What is KeyProof?
KeyProof is a UK proof and verification tool for independent car hire firms. Before every handover the renter opens one link and verifies their photo ID, passes a DVLA driving-licence check, e-signs the firm's own rental agreement, and photographs the car's condition; the same happens again at return. It all lands in one timestamped record the firm can hand to an insurer, so a crash-and-run or a damage dispute is never the operator's word against the renter's.
What it does
KeyProof turns a risky car handover into a clean, timestamped record. Before the keys change hands, the operator sends the renter a single link in the chat they are already using. On their phone, in the browser, the renter photographs their ID and takes a live selfie so their identity is verified, passes a DVLA check on their driving licence, e-signs the operator's own rental agreement, and photographs the car's condition. At return, the condition is photographed again, so the operator has before and after side by side.
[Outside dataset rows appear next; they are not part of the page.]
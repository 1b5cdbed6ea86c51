use crate::environment::Action;
use simple_grid::GridIndex;
use std::fmt::Display;
use std::ops::Add;

#[derive(Clone, Copy, PartialEq, Eq, Debug, Hash, PartialOrd, Ord)]
pub struct Pos {
    pub x: i32,
    pub y: i32,
}

impl Pos {
    pub const fn new(x: i32, y: i32) -> Self {
        Pos { x, y }
    }

    pub fn manhattan_distance(self, other: Pos) -> u32 {
        self.x.abs_diff(other.x) + self.y.abs_diff(other.y)
    }

    /// the grid index for this position, if both coordinates fit in `(cols, rows)`
    pub fn grid_index(self, cols: usize, rows: usize) -> Option<GridIndex> {
        let x = usize::try_from(self.x).ok()?;
        let y = usize::try_from(self.y).ok()?;
        (x < cols && y < rows).then(|| GridIndex::new(x, y))
    }
}

impl Display for Pos {
    fn fmt(&self, f: &mut std::fmt::Formatter<'_>) -> std::fmt::Result {
        let Pos { x, y } = self;
        write!(f, "({x}, {y})")
    }
}

impl From<(i32, i32)> for Pos {
    fn from((x, y): (i32, i32)) -> Self {
        Pos { x, y }
    }
}

impl From<(usize, usize)> for Pos {
    //grids are far smaller than i32::MAX on either axis
    #[allow(clippy::cast_possible_truncation, clippy::cast_possible_wrap)]
    fn from((x, y): (usize, usize)) -> Self {
        Pos {
            x: x as i32,
            y: y as i32,
        }
    }
}

impl Add<Move> for Pos {
    type Output = Pos;

    fn add(self, mv: Move) -> Pos {
        let (dx, dy) = mv.offset();
        Pos {
            x: self.x + dx,
            y: self.y + dy,
        }
    }
}

#[derive(Debug, PartialEq, Eq, Clone, Copy)]
pub enum Cell {
    Wall,
    Empty,
    Target,
}

impl Cell {
    pub fn is_passable(self) -> bool {
        self != Cell::Wall
    }

    pub fn symbol(self) -> char {
        match self {
            Cell::Wall => '#',
            Cell::Empty => '.',
            Cell::Target => '$',
        }
    }

    pub fn from_symbol(c: char) -> Option<Cell> {
        match c {
            '#' => Some(Cell::Wall),
            '.' => Some(Cell::Empty),
            '$' => Some(Cell::Target),
            _ => None,
        }
    }
}

impl Display for Cell {
    fn fmt(&self, f: &mut std::fmt::Formatter<'_>) -> std::fmt::Result {
        write!(f, "{}", self.symbol())
    }
}

#[derive(Clone, Copy, Debug, PartialEq, Eq, Hash)]
pub enum Direction {
    Up,
    Down,
    Left,
    Right,
}

impl Direction {
    /// clockwise from up, the order in which moves are enumerated
    pub const ALL: [Direction; 4] = [
        Direction::Up,
        Direction::Right,
        Direction::Down,
        Direction::Left,
    ];

    fn unit(self) -> (i32, i32) {
        match self {
            Direction::Up => (0, -1),
            Direction::Down => (0, 1),
            Direction::Left => (-1, 0),
            Direction::Right => (1, 0),
        }
    }

    fn name(self) -> &'static str {
        match self {
            Direction::Up => "Up",
            Direction::Down => "Down",
            Direction::Left => "Left",
            Direction::Right => "Right",
        }
    }
}

/// A single step or a two-cell jump along one axis.
///
/// Only built through [`Move::step`] and [`Move::jump`], so a jump always
/// covers exactly two cells and a step exactly one.
#[derive(Clone, Copy, PartialEq, Eq, Debug, Hash)]
pub struct Move {
    direction: Direction,
    is_jump: bool,
}

impl Move {
    pub fn step(direction: Direction) -> Move {
        Move {
            direction,
            is_jump: false,
        }
    }

    pub fn jump(direction: Direction) -> Move {
        Move {
            direction,
            is_jump: true,
        }
    }

    /// step and jump for every direction, in enumeration order
    pub fn all() -> impl Iterator<Item = Move> {
        Direction::ALL
            .into_iter()
            .flat_map(|direction| [Move::step(direction), Move::jump(direction)])
    }

    pub fn direction(self) -> Direction {
        self.direction
    }

    pub fn is_jump(self) -> bool {
        self.is_jump
    }

    /// displacement in cells along each axis
    pub fn offset(self) -> (i32, i32) {
        let (dx, dy) = self.direction.unit();
        let reach = if self.is_jump { 2 } else { 1 };
        (dx * reach, dy * reach)
    }

    /// the cell a jump passes over. `None` for steps.
    pub fn midpoint_from(self, from: Pos) -> Option<Pos> {
        let (dx, dy) = self.direction.unit();
        self.is_jump.then(|| Pos {
            x: from.x + dx,
            y: from.y + dy,
        })
    }
}

impl Action for Move {
    fn label(&self) -> String {
        let dir = self.direction.name();
        if self.is_jump {
            format!("Jump {dir}")
        } else {
            dir.to_string()
        }
    }

    fn cost(&self) -> f64 {
        if self.is_jump {
            2.0
        } else {
            1.0
        }
    }
}

impl Display for Move {
    fn fmt(&self, f: &mut std::fmt::Formatter<'_>) -> std::fmt::Result {
        write!(f, "{}", self.label())
    }
}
KeyProof captures the evidence. The operator always decides whether to hand over the keys, and whether damage has occurred. KeyProof never makes that judgement, it makes sure the proof is there when the decision matters.
Who it is for
Independent and small car hire, self-drive, and prestige rental operators in the UK, the ones who take bookings over Instagram and WhatsApp, take a cash or card deposit, and check a licence by eye. That way of working is fast and personal, but it leaves nothing solid to fall back on the day a handover goes wrong. KeyProof fills that gap without changing how the operator works.
The problem it solves
A renter crashes the car and stops answering. A returned car has a scratch that "was already there". A licence turns out to be disqualified. In each case the operator is stuck on their word against the renter's, with a DM thread and a hope. KeyProof replaces that with a verified identity, a checked licence, a signed agreement, and proof of condition at both ends, one record an insurer can act on.
What it captures
- Verified renter identity: photo ID matched to a live selfie.
- A DVLA driving-licence check: valid, entitled to drive, no disqualifications.
- The operator's own rental agreement, e-signed and bound to the booking.
- Timestamped condition photos before and after the hire.
- The deposit, recorded against the booking (KeyProof never holds the money).
- One exportable record and incident pack, ready for an insurer.
How it fits the way you already work
KeyProof does not replace your booking channels, your agreement, or your deposit. You keep taking bookings on Instagram and WhatsApp, keep your own wording, and take the deposit your own way. KeyProof slots a link into the conversation and captures the proof underneath, where it would otherwise have been missing. No app and no account for the renter.
Data protection
KeyProof handles ID documents, driving licences, and faces, the most sensitive data a hire firm touches. That data is encrypted in transit and at rest, minimised to what the check needs, and deleted when the booking no longer requires it. KeyProof is built to UK GDPR: the operator is the data controller for their renters' data, and KeyProof acts as their processor under a data-processing agreement. It is built by a founder focused on data protection and AI governance, so the identity match is governed and documented, not a black box.
Pricing
Founding firms pay £49 per month, locked for life, with the one-time setup waived. Cars are priced per vehicle from £15 for standard and £35 for prestige. The per-booking renter verification fee is covered by the renter, not the operator. There is no contract and you can cancel any time.
Who builds it
KeyProof is built and operated by Bygild, a trading name of Khalid Mohamed, until KeyProof Ltd is incorporated. KeyProof is not an insurer and does not pay out claims. It produces the evidence an operator uses to make a claim or charge a deposit.
In one line: KeyProof is the proof layer for car hire, verified renter, valid licence, documented condition, one record, every handover.